What a coincidence, too, that he's the Eagles' best offensive player, a back who led the league in yards from scrimmage last season (2,104) and gained 299 of those yards in two games against Dallas. It couldn't possibly be that the Cowboys' defensive coaches spent the week telling their players, "We have to be physical with this guy if we're going stop him. [Wink, wink.]" I mean, when has a football coach ever suggested that?

If you ask me, the Cowboys are taking this "Hard Knocks" business a little too literally. Football is a nasty game, sure, and people are going to get hurt, but there's never been any place for trying to yank a guy's head off.

And make no mistake, there was nothing inadvertent about any of the episodes, nothing incidental; if there had been, the defenders (Jason Hatcher, Pat Watkins, Jay Ratliff) would have released the mask sooner. No, this was just good, old fashioned Street Ball - Oakland Raiders, circa 1976.
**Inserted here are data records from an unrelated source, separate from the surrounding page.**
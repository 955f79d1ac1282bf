//! Title pattern table and pattern selection
//!
//! Communities name their discussion threads after one of a handful of
//! conventions. The table below lists them in priority order; selection
//! counts, per title, the first convention that matches and keeps the most
//! popular one.

use once_cell::sync::Lazy;
use regex::Regex;
use serde::Serialize;
use std::fmt;
use tracing::{debug, info};

use super::ClassifyError;

/// Known title conventions
#[derive(Debug, Clone, Copy, PartialEq, Eq, Hash, Serialize)]
#[serde(rename_all = "snake_case")]
pub enum PatternKind {
    /// "S01E02"
    SeasonEpisodeCode,
    /// "1x02"
    CrossNotation,
    /// "Season 1 Episode 2"
    SeasonEpisodeWords,
    /// "Episode 2", season implied
    EpisodeOnly,
}

impl fmt::Display for PatternKind {
    fn fmt(&self, f: &mut fmt::Formatter<'_>) -> fmt::Result {
        let name = match self {
            PatternKind::SeasonEpisodeCode => "S<season>E<episode>",
            PatternKind::CrossNotation => "<season>x<episode>",
            PatternKind::SeasonEpisodeWords => "Season <season> Episode <episode>",
            PatternKind::EpisodeOnly => "Episode <episode>",
        };
        f.write_str(name)
    }
}

/// One entry of the pattern table
#[derive(Debug)]
pub struct TitlePattern {
    kind: PatternKind,
    regex: Regex,
    /// Whether the regex captures `season`; absent seasons default to 1
    pub has_season: bool,
    /// Whether the regex captures `episode`; absent episodes default to 1
    pub has_episode: bool,
}

impl TitlePattern {
    fn new(kind: PatternKind, source: &str, has_season: bool, has_episode: bool) -> Self {
        Self {
            kind,
            regex: Regex::new(source).expect("Invalid title pattern"),
            has_season,
            has_episode,
        }
    }

    /// Convention this pattern recognises
    pub fn kind(&self) -> PatternKind {
        self.kind
    }

    /// Regex source
    pub fn as_str(&self) -> &str {
        self.regex.as_str()
    }

    /// Test a title (case-insensitive, anywhere in the title)
    pub fn is_match(&self, title: &str) -> bool {
        self.regex.is_match(title)
    }

    /// Raw `(season, episode)` captures, `None` for a field the pattern lacks
    pub fn captures<'t>(&self, title: &'t str) -> Option<(Option<&'t str>, Option<&'t str>)> {
        let caps = self.regex.captures(title)?;
        let season = caps.name("season").map(|m| m.as_str());
        let episode = caps.name("episode").map(|m| m.as_str());
        Some((season, episode))
    }
}

/// Candidate conventions in priority order
pub static TITLE_PATTERNS: Lazy<[TitlePattern; 4]> = Lazy::new(|| {
    [
        TitlePattern::new(
            PatternKind::SeasonEpisodeCode,
            r"(?i)s(?P<season>\d+)e(?P<episode>\d+)",
            true,
            true,
        ),
        TitlePattern::new(
            PatternKind::CrossNotation,
            r"(?i)(?P<season>\d+)x(?P<episode>\d+)",
            true,
            true,
        ),
        TitlePattern::new(
            PatternKind::SeasonEpisodeWords,
            r"(?i)season\s+(?P<season>\d+)\s+episodes?\s+(?P<episode>\d+)",
            true,
            true,
        ),
        TitlePattern::new(
            PatternKind::EpisodeOnly,
            r"(?i)episodes?\s+(?P<episode>\d+)\b",
            false,
            true,
        ),
    ]
});

/// First pattern in priority order that matches `title`
pub fn first_match(title: &str) -> Option<&'static TitlePattern> {
    TITLE_PATTERNS.iter().find(|pattern| pattern.is_match(title))
}

/// Pick the convention that describes most titles of the batch
///
/// Ties go to the pattern declared first. A batch where nothing matches
/// still yields the first pattern; extraction then produces no records.
pub fn select_pattern<I, S>(titles: I) -> Result<&'static TitlePattern, ClassifyError>
where
    I: IntoIterator<Item = S>,
    S: AsRef<str>,
{
    let mut counts = [0usize; 4];
    let mut seen = 0usize;

    for title in titles {
        seen += 1;
        let title = title.as_ref();
        if let Some(idx) = TITLE_PATTERNS.iter().position(|p| p.is_match(title)) {
            counts[idx] += 1;
        } else {
            debug!("No pattern matches `{}`", title);
        }
    }

    if seen == 0 {
        return Err(ClassifyError::EmptyBatch);
    }

    let mut best = 0;
    for (idx, &count) in counts.iter().enumerate() {
        // strict comparison keeps the earlier pattern on ties
        if count > counts[best] {
            best = idx;
        }
    }

    let selected = &TITLE_PATTERNS[best];
    info!(
        "Most common pattern: `{}` (matched {} of {} titles)",
        selected.kind(),
        counts[best],
        seen
    );
    Ok(selected)
}
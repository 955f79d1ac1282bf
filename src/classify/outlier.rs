//! Outlier removal over a batch of discussion records
//!
//! Some titles match the season/episode pattern by accident ("I have a
//! question about the ending of s01e08"). They read differently from the
//! community's regular discussion threads, so their average similarity to
//! the rest of the batch sits far from everybody else's.

use statrs::statistics::Statistics;
use tracing::{debug, info};

use super::extract::DiscussionRecord;
use super::similarity::partial_ratio_chars;

/// Default distance from the mean, in population standard deviations,
/// beyond which a record is dropped
pub const DEFAULT_OUTLIER_THRESHOLD: f64 = 2.0;

/// Removes records whose title similarity profile deviates from the batch
#[derive(Debug, Clone, Copy)]
pub struct OutlierFilter {
    threshold: f64,
}

impl Default for OutlierFilter {
    fn default() -> Self {
        Self::new()
    }
}

impl OutlierFilter {
    /// Create a filter with the default 2σ threshold
    pub fn new() -> Self {
        Self {
            threshold: DEFAULT_OUTLIER_THRESHOLD,
        }
    }

    /// Create a filter with a custom σ multiplier
    pub fn with_threshold(threshold: f64) -> Self {
        Self { threshold }
    }

    /// Get the σ multiplier
    pub fn threshold(&self) -> f64 {
        self.threshold
    }

    /// Mean partial-ratio similarity of each title to every title of the
    /// batch, itself included (scored 100)
    pub fn similarity_scores(&self, records: &[DiscussionRecord]) -> Vec<f64> {
        let n = records.len();
        let titles: Vec<Vec<char>> = records.iter().map(|r| r.title.chars().collect()).collect();
        let mut sums = vec![100u64; n];

        for i in 0..n {
            for j in (i + 1)..n {
                let score = u64::from(partial_ratio_chars(&titles[i], &titles[j]));
                sums[i] += score;
                sums[j] += score;
            }
        }

        sums.into_iter().map(|sum| sum as f64 / n as f64).collect()
    }

    /// Keep the records whose similarity lies within `threshold` σ of the mean
    ///
    /// Scores are computed once for the whole batch and never recomputed as
    /// records are dropped. Order is preserved.
    pub fn filter(&self, records: Vec<DiscussionRecord>) -> Vec<DiscussionRecord> {
        if records.len() < 2 {
            return records;
        }

        let scores = self.similarity_scores(&records);
        let mean = scores.iter().mean();
        let std_dev = scores.iter().population_std_dev();
        let max_deviation = self.threshold * std_dev;

        debug!(
            "Similarity mean = {:.2}, std dev = {:.2}, max deviation = {:.2}",
            mean, std_dev, max_deviation
        );

        let before = records.len();
        let retained: Vec<DiscussionRecord> = records
            .into_iter()
            .zip(scores)
            .filter_map(|(record, score)| {
                let deviation = (score - mean).abs();
                if deviation > max_deviation {
                    info!(
                        "Removing `{}`: similarity {:.2} deviates {:.2} from mean {:.2} (max {:.2})",
                        record.title, score, deviation, mean, max_deviation
                    );
                    None
                } else {
                    Some(record)
                }
            })
            .collect();

        info!("Removed {} of {} discussions as outliers", before - retained.len(), before);
        retained
    }
}
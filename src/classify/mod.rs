//! Title classification module
//!
//! Turns a batch of raw submission titles into ordered discussion records:
//!
//! 1. [`select_pattern`] picks the title convention the community uses
//! 2. [`extract`] pulls season/episode numbers out of matching titles
//! 3. [`OutlierFilter`] drops titles that do not look like the rest
//!
//! All three steps are pure functions of their input.

mod extract;
mod outlier;
mod pattern;
mod similarity;

pub use extract::{extract, DiscussionRecord};
pub use outlier::{OutlierFilter, DEFAULT_OUTLIER_THRESHOLD};
pub use pattern::{first_match, select_pattern, PatternKind, TitlePattern, TITLE_PATTERNS};
pub use similarity::{indel_ratio, partial_ratio};

use thiserror::Error;

/// Classification errors
#[derive(Debug, Error, PartialEq, Eq)]
pub enum ClassifyError {
    /// No titles to choose a pattern from
    #[error("Empty batch: no titles to classify")]
    EmptyBatch,

    /// A captured season/episode does not fit an integer
    #[error("Unparseable {field} `{value}` in title `{title}`")]
    UnparseableField {
        title: String,
        field: &'static str,
        value: String,
    },
}
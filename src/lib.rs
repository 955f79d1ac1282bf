//! episode-finder: episode discussion threads of a community
//!
//! This library finds a community's episode discussion threads, works out
//! which title convention the community uses, extracts season and episode
//! numbers and drops threads whose titles do not fit in.
//!
//! # Features
//!
//! - Title convention selection by popularity ("S01E02", "1x02",
//!   "Season 1 Episode 2", "Episode 2")
//! - Season/episode extraction and ordering
//! - Outlier removal by partial-ratio title similarity
//! - Reddit submission source
//! - HTTP API
//!
//! # Modules
//!
//! - `classify`: pattern selection, extraction and outlier filtering
//! - `finder`: pipeline orchestration over a submission source
//! - `source`: submission sources (Reddit)
//! - `config`: configuration file and environment handling
//! - `api`: HTTP server

pub mod api;
pub mod classify;
pub mod config;
pub mod finder;
pub mod source;

// Re-export commonly used types
pub use classify::{ClassifyError, DiscussionRecord, OutlierFilter};
pub use config::AppConfig;
pub use finder::{find_discussions, DiscussionFinder, DiscussionReport, FinderError};
pub use source::{RawSubmission, RedditClient, SubmissionSource};

/// Library version
pub const VERSION: &str = env!("CARGO_PKG_VERSION");

/// Library name
pub const NAME: &str = env!("CARGO_PKG_NAME");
Fortunately, Westbrook lived to play another day. Maybe the Cowboys will resort to a different form of, uh, discouragement next time - the clothesline, say, or the horse collar. Clearly, he was foremost in their defensive thoughts Monday night, No. 1 on their Most Wanted list. And their roughhouse tactics had the desired effect; he was held to 58 yards rushing and 103 overall.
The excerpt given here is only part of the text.